### [Exercise aim]
In the entries below, the word "twice" appears on some lines. Copy each of those lines.

### [The data]
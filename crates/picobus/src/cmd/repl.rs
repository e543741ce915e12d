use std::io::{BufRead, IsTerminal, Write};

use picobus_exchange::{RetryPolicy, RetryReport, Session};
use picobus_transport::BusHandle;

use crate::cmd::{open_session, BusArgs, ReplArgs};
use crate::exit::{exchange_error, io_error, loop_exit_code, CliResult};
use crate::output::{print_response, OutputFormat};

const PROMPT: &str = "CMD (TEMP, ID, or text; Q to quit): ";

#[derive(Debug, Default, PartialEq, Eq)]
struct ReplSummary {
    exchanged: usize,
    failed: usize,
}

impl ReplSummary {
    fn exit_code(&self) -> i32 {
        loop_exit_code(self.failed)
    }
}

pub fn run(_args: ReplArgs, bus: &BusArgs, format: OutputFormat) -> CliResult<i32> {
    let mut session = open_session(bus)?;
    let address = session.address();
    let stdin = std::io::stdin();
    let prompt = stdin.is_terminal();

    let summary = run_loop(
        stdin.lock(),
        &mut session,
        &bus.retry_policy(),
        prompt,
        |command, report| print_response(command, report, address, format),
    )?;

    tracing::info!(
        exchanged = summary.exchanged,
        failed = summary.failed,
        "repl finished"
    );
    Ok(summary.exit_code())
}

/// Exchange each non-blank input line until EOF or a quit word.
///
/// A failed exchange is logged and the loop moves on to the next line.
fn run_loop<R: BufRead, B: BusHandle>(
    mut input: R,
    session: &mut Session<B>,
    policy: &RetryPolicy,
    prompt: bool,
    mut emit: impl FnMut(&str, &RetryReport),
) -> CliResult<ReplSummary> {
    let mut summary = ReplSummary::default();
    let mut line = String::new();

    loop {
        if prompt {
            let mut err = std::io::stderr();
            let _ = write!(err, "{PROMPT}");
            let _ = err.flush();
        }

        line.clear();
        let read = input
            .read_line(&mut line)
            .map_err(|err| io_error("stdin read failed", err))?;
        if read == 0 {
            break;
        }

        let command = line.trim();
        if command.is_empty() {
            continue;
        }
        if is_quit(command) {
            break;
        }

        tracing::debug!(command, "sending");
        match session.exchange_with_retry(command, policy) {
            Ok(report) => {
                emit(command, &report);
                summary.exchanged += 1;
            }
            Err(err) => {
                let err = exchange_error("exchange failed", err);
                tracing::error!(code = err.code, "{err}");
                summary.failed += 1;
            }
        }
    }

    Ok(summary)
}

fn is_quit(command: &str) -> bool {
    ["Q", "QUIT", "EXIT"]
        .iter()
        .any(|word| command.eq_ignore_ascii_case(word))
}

--

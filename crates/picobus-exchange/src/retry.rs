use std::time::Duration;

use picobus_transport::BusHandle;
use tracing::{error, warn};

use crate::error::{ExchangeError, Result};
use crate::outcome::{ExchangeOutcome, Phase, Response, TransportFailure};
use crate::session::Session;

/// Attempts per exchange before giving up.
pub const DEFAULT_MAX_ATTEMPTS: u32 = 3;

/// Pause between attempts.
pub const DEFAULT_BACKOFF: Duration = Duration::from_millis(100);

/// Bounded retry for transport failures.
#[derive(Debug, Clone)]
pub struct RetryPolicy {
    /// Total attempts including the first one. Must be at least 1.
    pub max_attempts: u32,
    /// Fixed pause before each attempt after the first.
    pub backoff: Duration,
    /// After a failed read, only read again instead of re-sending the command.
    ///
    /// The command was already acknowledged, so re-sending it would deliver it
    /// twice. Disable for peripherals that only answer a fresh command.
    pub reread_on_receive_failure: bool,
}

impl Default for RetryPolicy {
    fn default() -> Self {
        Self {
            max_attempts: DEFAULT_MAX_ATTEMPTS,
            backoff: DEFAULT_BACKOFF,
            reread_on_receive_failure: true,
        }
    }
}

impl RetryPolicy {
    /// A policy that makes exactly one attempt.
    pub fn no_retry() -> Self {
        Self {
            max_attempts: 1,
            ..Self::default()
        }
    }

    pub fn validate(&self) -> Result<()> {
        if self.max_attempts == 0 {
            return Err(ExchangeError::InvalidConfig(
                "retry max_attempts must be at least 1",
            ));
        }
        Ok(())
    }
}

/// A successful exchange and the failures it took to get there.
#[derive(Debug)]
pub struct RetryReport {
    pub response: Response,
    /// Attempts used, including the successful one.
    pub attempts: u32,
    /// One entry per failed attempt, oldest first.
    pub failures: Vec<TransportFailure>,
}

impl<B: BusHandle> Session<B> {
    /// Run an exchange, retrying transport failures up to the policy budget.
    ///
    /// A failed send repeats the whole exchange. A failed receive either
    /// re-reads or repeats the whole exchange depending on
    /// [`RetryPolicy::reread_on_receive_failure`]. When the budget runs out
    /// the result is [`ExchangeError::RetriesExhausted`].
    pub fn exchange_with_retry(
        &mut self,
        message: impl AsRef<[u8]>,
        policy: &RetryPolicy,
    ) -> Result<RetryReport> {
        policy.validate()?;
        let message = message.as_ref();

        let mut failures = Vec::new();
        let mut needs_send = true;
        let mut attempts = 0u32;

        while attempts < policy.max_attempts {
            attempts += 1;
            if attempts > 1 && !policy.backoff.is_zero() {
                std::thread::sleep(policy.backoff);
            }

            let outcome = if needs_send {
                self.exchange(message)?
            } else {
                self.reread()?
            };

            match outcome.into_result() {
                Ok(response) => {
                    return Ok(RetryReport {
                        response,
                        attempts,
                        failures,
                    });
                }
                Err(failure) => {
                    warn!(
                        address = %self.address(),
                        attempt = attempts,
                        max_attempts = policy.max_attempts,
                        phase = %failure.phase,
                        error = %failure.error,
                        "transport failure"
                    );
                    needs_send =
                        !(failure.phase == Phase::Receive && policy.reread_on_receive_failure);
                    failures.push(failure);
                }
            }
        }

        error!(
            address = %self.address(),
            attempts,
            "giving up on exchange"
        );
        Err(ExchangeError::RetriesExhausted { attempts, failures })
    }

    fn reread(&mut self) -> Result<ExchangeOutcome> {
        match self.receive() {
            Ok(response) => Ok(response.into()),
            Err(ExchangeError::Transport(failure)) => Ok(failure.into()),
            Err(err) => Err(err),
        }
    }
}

---

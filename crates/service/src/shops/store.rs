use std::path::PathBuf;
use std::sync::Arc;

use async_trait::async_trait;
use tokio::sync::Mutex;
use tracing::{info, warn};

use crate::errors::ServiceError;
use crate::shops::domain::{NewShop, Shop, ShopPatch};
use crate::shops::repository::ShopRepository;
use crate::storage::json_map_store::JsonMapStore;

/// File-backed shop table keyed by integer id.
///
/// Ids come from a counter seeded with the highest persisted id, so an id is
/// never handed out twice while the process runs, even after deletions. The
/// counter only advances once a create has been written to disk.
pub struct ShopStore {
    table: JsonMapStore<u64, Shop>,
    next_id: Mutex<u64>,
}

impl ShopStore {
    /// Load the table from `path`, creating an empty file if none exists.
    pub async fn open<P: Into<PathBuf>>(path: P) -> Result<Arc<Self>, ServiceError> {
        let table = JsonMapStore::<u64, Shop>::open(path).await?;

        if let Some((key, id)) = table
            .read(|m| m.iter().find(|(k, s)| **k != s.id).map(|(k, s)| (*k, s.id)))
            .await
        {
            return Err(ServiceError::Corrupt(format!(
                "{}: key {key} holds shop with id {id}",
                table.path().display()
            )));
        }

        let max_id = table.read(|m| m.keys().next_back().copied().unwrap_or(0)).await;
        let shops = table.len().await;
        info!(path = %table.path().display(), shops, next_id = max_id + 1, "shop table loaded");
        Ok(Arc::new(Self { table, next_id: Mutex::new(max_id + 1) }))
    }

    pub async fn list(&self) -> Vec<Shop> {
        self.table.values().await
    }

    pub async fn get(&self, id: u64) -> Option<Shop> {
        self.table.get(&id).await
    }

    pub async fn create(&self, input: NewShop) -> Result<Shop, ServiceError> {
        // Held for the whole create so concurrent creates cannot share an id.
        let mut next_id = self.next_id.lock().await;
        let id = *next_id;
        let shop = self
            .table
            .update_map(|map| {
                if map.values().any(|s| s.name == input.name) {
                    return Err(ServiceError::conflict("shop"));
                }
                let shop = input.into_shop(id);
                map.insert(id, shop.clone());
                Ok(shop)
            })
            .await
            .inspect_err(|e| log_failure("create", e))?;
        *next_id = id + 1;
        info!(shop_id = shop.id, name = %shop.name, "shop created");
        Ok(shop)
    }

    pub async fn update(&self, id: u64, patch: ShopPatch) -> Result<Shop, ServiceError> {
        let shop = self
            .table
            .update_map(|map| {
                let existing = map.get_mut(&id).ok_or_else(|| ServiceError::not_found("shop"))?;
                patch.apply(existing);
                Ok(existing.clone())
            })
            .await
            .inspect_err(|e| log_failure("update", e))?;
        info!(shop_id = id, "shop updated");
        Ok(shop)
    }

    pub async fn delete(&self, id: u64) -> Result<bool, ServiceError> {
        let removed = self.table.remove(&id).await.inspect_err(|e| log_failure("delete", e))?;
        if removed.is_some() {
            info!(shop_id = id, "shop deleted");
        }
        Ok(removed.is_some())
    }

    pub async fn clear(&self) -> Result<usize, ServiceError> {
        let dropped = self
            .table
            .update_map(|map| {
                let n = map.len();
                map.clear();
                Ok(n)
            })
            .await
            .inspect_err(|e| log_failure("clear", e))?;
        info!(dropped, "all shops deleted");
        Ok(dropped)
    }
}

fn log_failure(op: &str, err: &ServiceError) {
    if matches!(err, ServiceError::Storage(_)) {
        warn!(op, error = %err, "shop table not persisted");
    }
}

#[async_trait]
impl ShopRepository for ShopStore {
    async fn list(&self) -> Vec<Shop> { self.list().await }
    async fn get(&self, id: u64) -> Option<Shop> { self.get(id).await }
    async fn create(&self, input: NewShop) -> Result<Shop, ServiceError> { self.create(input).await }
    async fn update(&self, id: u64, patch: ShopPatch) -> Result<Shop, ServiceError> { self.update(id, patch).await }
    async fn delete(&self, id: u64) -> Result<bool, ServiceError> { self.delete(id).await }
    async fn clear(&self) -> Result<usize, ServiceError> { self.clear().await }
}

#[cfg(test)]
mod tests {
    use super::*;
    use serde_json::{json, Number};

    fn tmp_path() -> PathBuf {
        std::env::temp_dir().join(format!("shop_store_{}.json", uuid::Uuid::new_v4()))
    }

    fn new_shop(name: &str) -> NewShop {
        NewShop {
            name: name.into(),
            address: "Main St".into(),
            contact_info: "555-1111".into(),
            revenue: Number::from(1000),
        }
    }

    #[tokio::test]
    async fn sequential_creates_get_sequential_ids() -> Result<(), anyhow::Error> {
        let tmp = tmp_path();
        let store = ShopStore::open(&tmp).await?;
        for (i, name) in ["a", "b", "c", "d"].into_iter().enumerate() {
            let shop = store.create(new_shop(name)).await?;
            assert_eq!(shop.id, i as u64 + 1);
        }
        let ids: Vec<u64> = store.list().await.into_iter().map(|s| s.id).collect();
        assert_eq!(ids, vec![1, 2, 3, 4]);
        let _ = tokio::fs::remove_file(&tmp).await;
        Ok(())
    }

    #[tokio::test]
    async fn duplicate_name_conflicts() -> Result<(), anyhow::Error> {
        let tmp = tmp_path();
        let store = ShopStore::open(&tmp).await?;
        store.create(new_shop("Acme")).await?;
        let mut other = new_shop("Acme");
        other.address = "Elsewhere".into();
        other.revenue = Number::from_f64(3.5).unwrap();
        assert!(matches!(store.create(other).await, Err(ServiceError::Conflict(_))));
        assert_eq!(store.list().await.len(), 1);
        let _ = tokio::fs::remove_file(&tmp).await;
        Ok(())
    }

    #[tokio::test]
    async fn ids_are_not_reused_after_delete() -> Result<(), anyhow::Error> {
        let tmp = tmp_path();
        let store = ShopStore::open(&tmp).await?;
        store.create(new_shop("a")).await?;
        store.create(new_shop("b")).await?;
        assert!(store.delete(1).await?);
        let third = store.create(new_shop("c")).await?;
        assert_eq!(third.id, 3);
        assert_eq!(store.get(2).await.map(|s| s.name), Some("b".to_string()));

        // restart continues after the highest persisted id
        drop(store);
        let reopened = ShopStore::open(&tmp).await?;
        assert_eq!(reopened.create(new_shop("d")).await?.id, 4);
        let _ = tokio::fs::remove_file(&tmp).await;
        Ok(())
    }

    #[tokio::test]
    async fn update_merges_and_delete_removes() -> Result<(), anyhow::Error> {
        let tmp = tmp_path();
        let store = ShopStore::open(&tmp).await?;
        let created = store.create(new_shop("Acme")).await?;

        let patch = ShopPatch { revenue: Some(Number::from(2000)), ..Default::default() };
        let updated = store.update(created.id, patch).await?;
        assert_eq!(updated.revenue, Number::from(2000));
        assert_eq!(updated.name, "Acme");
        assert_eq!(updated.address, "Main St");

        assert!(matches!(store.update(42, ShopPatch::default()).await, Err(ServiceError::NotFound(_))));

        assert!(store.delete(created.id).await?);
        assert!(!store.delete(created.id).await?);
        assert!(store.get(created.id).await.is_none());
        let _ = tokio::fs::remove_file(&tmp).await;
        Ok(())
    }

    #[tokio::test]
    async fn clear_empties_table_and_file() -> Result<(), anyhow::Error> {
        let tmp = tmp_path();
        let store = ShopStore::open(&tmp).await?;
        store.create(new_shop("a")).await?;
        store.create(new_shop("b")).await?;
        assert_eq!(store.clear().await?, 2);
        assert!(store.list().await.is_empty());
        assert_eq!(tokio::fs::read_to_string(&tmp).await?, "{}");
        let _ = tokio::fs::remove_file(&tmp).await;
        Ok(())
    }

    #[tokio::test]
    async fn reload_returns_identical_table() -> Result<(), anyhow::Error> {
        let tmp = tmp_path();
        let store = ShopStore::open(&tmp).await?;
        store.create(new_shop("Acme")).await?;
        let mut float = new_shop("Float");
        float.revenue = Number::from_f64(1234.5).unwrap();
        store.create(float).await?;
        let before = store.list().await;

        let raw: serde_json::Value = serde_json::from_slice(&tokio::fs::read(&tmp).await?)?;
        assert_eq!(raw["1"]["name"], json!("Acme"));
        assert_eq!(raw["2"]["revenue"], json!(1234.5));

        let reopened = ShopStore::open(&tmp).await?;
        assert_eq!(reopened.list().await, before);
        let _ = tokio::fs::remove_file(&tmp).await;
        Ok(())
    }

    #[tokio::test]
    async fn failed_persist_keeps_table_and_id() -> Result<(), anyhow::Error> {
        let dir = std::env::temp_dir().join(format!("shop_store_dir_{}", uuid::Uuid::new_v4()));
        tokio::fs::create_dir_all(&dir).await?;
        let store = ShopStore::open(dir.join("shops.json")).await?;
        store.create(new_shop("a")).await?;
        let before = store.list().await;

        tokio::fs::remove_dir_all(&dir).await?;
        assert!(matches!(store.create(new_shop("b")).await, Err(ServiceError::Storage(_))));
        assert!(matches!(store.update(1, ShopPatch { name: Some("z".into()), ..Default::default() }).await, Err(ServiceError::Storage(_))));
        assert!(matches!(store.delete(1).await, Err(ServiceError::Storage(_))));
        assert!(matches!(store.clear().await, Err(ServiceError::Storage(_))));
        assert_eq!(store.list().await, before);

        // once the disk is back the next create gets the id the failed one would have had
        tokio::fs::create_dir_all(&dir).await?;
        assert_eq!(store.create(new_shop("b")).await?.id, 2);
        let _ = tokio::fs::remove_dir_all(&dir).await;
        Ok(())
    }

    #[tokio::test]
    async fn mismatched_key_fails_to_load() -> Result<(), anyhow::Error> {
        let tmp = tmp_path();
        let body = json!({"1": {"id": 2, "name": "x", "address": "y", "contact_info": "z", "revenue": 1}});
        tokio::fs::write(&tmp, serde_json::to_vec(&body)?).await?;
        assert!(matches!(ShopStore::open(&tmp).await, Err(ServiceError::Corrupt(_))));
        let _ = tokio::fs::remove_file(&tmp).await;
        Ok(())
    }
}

### [Solution to the problem]
    /// twice. Disable for peripherals that only answer a fresh command.
/// never handed out twice while the process runs, even after deletions. The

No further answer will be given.